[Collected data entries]

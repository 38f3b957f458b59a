//! Shared helpers for herald-data behaviour tests.

use std::fs;

use camino::{Utf8Path, Utf8PathBuf};
use serde_json::Value;
use tempfile::TempDir;

/// Temporary directory holding a `data/` base directory and a `config/`
/// directory for the registry.
#[derive(Debug)]
pub struct Sandbox {
    _tmp: TempDir,
    root: Utf8PathBuf,
}

impl Sandbox {
    /// Create the sandbox with an empty `data/` directory.
    pub fn new() -> Self {
        let tmp = TempDir::new().unwrap_or_else(|err| panic!("failed to create temp dir: {err}"));
        let root = Utf8PathBuf::from_path_buf(tmp.path().to_path_buf())
            .unwrap_or_else(|path| panic!("temp dir {path:?} is not UTF-8"));
        fs::create_dir(root.join("data"))
            .unwrap_or_else(|err| panic!("failed to create data dir: {err}"));
        Self { _tmp: tmp, root }
    }

    /// The `data/` base directory.
    pub fn data_dir(&self) -> Utf8PathBuf {
        self.root.join("data")
    }

    /// Registry location below `config/`.
    pub fn registry_path(&self) -> Utf8PathBuf {
        self.root.join("config/bot_registry.json")
    }

    /// Write `value` as compact JSON to `file` below `data/`.
    pub fn write_document(&self, file: &str, value: &Value) {
        write_text(&self.data_dir().join(file), &value.to_string());
    }

    /// Parse `file` below `data/`.
    pub fn read_document(&self, file: &str) -> Value {
        let path = self.data_dir().join(file);
        let text = fs::read_to_string(&path)
            .unwrap_or_else(|err| panic!("failed to read {path}: {err}"));
        serde_json::from_str(&text).unwrap_or_else(|err| panic!("{path} is not JSON: {err}"))
    }
}

/// Write `text` to `path`, creating parents.
pub fn write_text(path: &Utf8Path, text: &str) {
    if let Some(parent) = path.parent() {
        fs::create_dir_all(parent)
            .unwrap_or_else(|err| panic!("failed to create {parent}: {err}"));
    }
    fs::write(path, text).unwrap_or_else(|err| panic!("failed to write {path}: {err}"));
}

[ABOUT THIS EXERCISE] Transcribe all of the records above without altering anything.

[COMPLETED EXERCISE]
repository 38f3b957f458b59a
//! Shared helpers for herald-data behaviour tests.

use std::fs;

use camino::{Utf8Path, Utf8PathBuf};
use serde_json::Value;
use tempfile::TempDir;

/// Temporary directory holding a `data/` base directory and a `config/`
/// directory for the registry.
#[derive(Debug)]
pub struct Sandbox {
    _tmp: TempDir,
    root: Utf8PathBuf,
}

impl Sandbox {
    /// Create the sandbox with an empty `data/` directory.
    pub fn new() -> Self {
        let tmp = TempDir::new().unwrap_or_else(|err| panic!("failed to create temp dir: {err}"));
        let root = Utf8PathBuf::from_path_buf(tmp.path().to_path_buf())
            .unwrap_or_else(|path| panic!("temp dir {path:?} is not UTF-8"));
        fs::create_dir(root.join("data"))
            .unwrap_or_else(|err| panic!("failed to create data dir: {err}"));
        Self { _tmp: tmp, root }
    }

    /// The `data/` base directory.
    pub fn data_dir(&self) -> Utf8PathBuf {
        self.root.join("data")
    }

    /// Registry location below `config/`.
    pub fn registry_path(&self) -> Utf8PathBuf {
        self.root.join("config/bot_registry.json")
    }

    /// Write `value` as compact JSON to `file` below `data/`.
    pub fn write_document(&self, file: &str, value: &Value) {
        write_text(&self.data_dir().join(file), &value.to_string());
    }

    /// Parse `file` below `data/`.
    pub fn read_document(&self, file: &str) -> Value {
        let path = self.data_dir().join(file);
        let text = fs::read_to_string(&path)
            .unwrap_or_else(|err| panic!("failed to read {path}: {err}"));
        serde_json::from_str(&text).unwrap_or_else(|err| panic!("{path} is not JSON: {err}"))
    }
}

/// Write `text` to `path`, creating parents.
pub fn write_text(path: &Utf8Path, text: &str) {
    if let Some(parent) = path.parent() {
        fs::create_dir_all(parent)
            .unwrap_or_else(|err| panic!("failed to create {parent}: {err}"));
    }
    fs::write(path, text).unwrap_or_else(|err| panic!("failed to write {path}: {err}"));
}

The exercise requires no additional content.